REQUIRED WORK:
Word for word, repeat each line of the listing below.

DATA UNDER STUDY section start

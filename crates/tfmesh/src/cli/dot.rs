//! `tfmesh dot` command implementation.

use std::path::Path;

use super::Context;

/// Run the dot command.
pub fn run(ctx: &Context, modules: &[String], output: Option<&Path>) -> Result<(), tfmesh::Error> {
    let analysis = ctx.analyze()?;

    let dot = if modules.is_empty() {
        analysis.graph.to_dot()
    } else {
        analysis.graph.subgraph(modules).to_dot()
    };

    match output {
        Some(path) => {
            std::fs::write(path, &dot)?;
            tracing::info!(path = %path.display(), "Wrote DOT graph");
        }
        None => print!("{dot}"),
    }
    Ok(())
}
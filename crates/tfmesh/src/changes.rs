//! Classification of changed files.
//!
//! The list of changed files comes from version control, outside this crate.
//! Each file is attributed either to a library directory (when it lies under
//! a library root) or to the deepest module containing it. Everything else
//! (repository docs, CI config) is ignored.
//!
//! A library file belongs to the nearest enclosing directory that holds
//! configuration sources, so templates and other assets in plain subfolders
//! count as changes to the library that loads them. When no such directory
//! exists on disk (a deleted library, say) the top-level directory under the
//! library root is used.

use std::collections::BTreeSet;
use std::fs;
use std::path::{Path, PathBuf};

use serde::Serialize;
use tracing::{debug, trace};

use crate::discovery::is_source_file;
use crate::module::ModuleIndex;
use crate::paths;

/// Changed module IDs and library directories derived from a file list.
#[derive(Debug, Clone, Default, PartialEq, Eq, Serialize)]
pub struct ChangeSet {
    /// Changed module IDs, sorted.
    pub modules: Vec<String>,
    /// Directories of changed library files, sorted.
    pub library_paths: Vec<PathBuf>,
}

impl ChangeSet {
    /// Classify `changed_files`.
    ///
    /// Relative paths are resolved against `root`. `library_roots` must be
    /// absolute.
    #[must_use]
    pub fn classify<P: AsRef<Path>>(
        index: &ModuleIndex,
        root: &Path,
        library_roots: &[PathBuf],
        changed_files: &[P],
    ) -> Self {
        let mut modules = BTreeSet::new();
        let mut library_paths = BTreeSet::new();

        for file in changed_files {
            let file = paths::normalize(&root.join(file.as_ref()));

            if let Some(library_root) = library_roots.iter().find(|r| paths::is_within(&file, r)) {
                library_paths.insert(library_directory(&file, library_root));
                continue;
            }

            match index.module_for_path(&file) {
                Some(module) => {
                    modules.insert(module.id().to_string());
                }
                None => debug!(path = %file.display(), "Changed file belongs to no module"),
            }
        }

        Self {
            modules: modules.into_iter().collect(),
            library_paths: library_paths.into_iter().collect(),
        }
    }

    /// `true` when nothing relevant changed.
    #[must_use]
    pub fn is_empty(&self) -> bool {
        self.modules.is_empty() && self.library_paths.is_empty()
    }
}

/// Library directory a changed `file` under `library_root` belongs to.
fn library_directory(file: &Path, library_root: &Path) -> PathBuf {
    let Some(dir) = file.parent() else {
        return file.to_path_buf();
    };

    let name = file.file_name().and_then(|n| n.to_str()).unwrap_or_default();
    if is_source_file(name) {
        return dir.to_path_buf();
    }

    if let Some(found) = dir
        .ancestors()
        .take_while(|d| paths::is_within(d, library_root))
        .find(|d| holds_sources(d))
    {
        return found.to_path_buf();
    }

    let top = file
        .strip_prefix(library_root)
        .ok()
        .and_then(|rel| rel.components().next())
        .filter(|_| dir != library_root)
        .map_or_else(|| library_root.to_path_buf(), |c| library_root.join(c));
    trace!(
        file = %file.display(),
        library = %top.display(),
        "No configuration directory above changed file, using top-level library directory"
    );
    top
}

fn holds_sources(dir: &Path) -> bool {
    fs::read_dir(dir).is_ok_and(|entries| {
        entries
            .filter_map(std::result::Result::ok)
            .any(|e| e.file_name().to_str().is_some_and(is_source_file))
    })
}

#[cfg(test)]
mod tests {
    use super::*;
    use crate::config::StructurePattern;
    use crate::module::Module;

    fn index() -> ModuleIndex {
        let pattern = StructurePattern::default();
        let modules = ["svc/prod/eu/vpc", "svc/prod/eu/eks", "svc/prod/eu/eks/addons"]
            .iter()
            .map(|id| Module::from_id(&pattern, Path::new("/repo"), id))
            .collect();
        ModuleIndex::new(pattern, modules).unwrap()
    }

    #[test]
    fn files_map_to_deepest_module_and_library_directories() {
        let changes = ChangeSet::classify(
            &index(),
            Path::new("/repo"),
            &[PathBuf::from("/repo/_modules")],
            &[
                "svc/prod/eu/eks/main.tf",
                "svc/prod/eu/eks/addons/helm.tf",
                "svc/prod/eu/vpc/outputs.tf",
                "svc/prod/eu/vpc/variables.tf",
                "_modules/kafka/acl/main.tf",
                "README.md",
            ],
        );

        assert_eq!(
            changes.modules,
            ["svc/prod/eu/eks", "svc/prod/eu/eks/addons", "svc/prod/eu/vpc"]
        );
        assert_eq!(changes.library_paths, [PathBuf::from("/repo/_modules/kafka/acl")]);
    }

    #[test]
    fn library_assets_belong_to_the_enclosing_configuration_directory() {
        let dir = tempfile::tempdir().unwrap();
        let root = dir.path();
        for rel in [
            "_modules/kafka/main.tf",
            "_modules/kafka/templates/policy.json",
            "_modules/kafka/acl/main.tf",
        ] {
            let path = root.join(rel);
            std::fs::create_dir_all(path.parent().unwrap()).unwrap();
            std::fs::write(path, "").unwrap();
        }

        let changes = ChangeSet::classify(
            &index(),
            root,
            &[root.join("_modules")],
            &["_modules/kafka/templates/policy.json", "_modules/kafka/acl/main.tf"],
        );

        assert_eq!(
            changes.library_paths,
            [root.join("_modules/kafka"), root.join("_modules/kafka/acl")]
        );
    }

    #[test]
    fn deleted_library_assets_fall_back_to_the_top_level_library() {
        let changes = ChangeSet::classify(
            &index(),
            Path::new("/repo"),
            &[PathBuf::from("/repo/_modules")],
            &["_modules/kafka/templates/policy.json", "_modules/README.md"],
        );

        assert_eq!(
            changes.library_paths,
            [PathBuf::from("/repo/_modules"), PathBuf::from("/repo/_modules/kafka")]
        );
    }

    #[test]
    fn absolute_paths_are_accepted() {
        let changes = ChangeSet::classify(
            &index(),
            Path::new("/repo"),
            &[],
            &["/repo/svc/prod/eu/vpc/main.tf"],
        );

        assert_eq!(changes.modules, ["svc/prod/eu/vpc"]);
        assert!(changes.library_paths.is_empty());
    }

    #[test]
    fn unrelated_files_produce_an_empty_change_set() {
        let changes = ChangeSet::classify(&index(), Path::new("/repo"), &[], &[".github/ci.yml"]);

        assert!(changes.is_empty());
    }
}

DATA UNDER STUDY section end

RESPONSE TO THE EXERCISE:
filename crates/tfmesh/src/cli/dot.rs
//! `tfmesh dot` command implementation.

use std::path::Path;

use super::Context;

/// Run the dot command.
pub fn run(ctx: &Context, modules: &[String], output: Option<&Path>) -> Result<(), tfmesh::Error> {
    let analysis = ctx.analyze()?;

    let dot = if modules.is_empty() {
        analysis.graph.to_dot()
    } else {
        analysis.graph.subgraph(modules).to_dot()
    };

    match output {
        Some(path) => {
            std::fs::write(path, &dot)?;
            tracing::info!(path = %path.display(), "Wrote DOT graph");
        }
        None => print!("{dot}"),
    }
    Ok(())
}
filename crates/tfmesh/src/changes.rs
//! Classification of changed files.
//!
//! The list of changed files comes from version control, outside this crate.
//! Each file is attributed either to a library directory (when it lies under
//! a library root) or to the deepest module containing it. Everything else
//! (repository docs, CI config) is ignored.
//!
//! A library file belongs to the nearest enclosing directory that holds
//! configuration sources, so templates and other assets in plain subfolders
//! count as changes to the library that loads them. When no such directory
//! exists on disk (a deleted library, say) the top-level directory under the
//! library root is used.

use std::collections::BTreeSet;
use std::fs;
use std::path::{Path, PathBuf};

use serde::Serialize;
use tracing::{debug, trace};

use crate::discovery::is_source_file;
use crate::module::ModuleIndex;
use crate::paths;

/// Changed module IDs and library directories derived from a file list.
#[derive(Debug, Clone, Default, PartialEq, Eq, Serialize)]
pub struct ChangeSet {
    /// Changed module IDs, sorted.
    pub modules: Vec<String>,
    /// Directories of changed library files, sorted.
    pub library_paths: Vec<PathBuf>,
}

impl ChangeSet {
    /// Classify `changed_files`.
    ///
    /// Relative paths are resolved against `root`. `library_roots` must be
    /// absolute.
    #[must_use]
    pub fn classify<P: AsRef<Path>>(
        index: &ModuleIndex,
        root: &Path,
        library_roots: &[PathBuf],
        changed_files: &[P],
    ) -> Self {
        let mut modules = BTreeSet::new();
        let mut library_paths = BTreeSet::new();

        for file in changed_files {
            let file = paths::normalize(&root.join(file.as_ref()));

            if let Some(library_root) = library_roots.iter().find(|r| paths::is_within(&file, r)) {
                library_paths.insert(library_directory(&file, library_root));
                continue;
            }

            match index.module_for_path(&file) {
                Some(module) => {
                    modules.insert(module.id().to_string());
                }
                None => debug!(path = %file.display(), "Changed file belongs to no module"),
            }
        }

        Self {
            modules: modules.into_iter().collect(),
            library_paths: library_paths.into_iter().collect(),
        }
    }

    /// `true` when nothing relevant changed.
    #[must_use]
    pub fn is_empty(&self) -> bool {
        self.modules.is_empty() && self.library_paths.is_empty()
    }
}

/// Library directory a changed `file` under `library_root` belongs to.
fn library_directory(file: &Path, library_root: &Path) -> PathBuf {
    let Some(dir) = file.parent() else {
        return file.to_path_buf();
    };

    let name = file.file_name().and_then(|n| n.to_str()).unwrap_or_default();
    if is_source_file(name) {
        return dir.to_path_buf();
    }

    if let Some(found) = dir
        .ancestors()
        .take_while(|d| paths::is_within(d, library_root))
        .find(|d| holds_sources(d))
    {
        return found.to_path_buf();
    }

    let top = file
        .strip_prefix(library_root)
        .ok()
        .and_then(|rel| rel.components().next())
        .filter(|_| dir != library_root)
        .map_or_else(|| library_root.to_path_buf(), |c| library_root.join(c));
    trace!(
        file = %file.display(),
        library = %top.display(),
        "No configuration directory above changed file, using top-level library directory"
    );
    top
}

fn holds_sources(dir: &Path) -> bool {
    fs::read_dir(dir).is_ok_and(|entries| {
        entries
            .filter_map(std::result::Result::ok)
            .any(|e| e.file_name().to_str().is_some_and(is_source_file))
    })
}

#[cfg(test)]
mod tests {
    use super::*;
    use crate::config::StructurePattern;
    use crate::module::Module;

    fn index() -> ModuleIndex {
        let pattern = StructurePattern::default();
        let modules = ["svc/prod/eu/vpc", "svc/prod/eu/eks", "svc/prod/eu/eks/addons"]
            .iter()
            .map(|id| Module::from_id(&pattern, Path::new("/repo"), id))
            .collect();
        ModuleIndex::new(pattern, modules).unwrap()
    }

    #[test]
    fn files_map_to_deepest_module_and_library_directories() {
        let changes = ChangeSet::classify(
            &index(),
            Path::new("/repo"),
            &[PathBuf::from("/repo/_modules")],
            &[
                "svc/prod/eu/eks/main.tf",
                "svc/prod/eu/eks/addons/helm.tf",
                "svc/prod/eu/vpc/outputs.tf",
                "svc/prod/eu/vpc/variables.tf",
                "_modules/kafka/acl/main.tf",
                "README.md",
            ],
        );

        assert_eq!(
            changes.modules,
            ["svc/prod/eu/eks", "svc/prod/eu/eks/addons", "svc/prod/eu/vpc"]
        );
        assert_eq!(changes.library_paths, [PathBuf::from("/repo/_modules/kafka/acl")]);
    }

    #[test]
    fn library_assets_belong_to_the_enclosing_configuration_directory() {
        let dir = tempfile::tempdir().unwrap();
        let root = dir.path();
        for rel in [
            "_modules/kafka/main.tf",
            "_modules/kafka/templates/policy.json",
            "_modules/kafka/acl/main.tf",
        ] {
            let path = root.join(rel);
            std::fs::create_dir_all(path.parent().unwrap()).unwrap();
            std::fs::write(path, "").unwrap();
        }

        let changes = ChangeSet::classify(
            &index(),
            root,
            &[root.join("_modules")],
            &["_modules/kafka/templates/policy.json", "_modules/kafka/acl/main.tf"],
        );

        assert_eq!(
            changes.library_paths,
            [root.join("_modules/kafka"), root.join("_modules/kafka/acl")]
        );
    }

    #[test]
    fn deleted_library_assets_fall_back_to_the_top_level_library() {
        let changes = ChangeSet::classify(
            &index(),
            Path::new("/repo"),
            &[PathBuf::from("/repo/_modules")],
            &["_modules/kafka/templates/policy.json", "_modules/README.md"],
        );

        assert_eq!(
            changes.library_paths,
            [PathBuf::from("/repo/_modules"), PathBuf::from("/repo/_modules/kafka")]
        );
    }

    #[test]
    fn absolute_paths_are_accepted() {
        let changes = ChangeSet::classify(
            &index(),
            Path::new("/repo"),
            &[],
            &["/repo/svc/prod/eu/vpc/main.tf"],
        );

        assert_eq!(changes.modules, ["svc/prod/eu/vpc"]);
        assert!(changes.library_paths.is_empty());
    }

    #[test]
    fn unrelated_files_produce_an_empty_change_set() {
        let changes = ChangeSet::classify(&index(), Path::new("/repo"), &[], &[".github/ci.yml"]);

        assert!(changes.is_empty());
    }
}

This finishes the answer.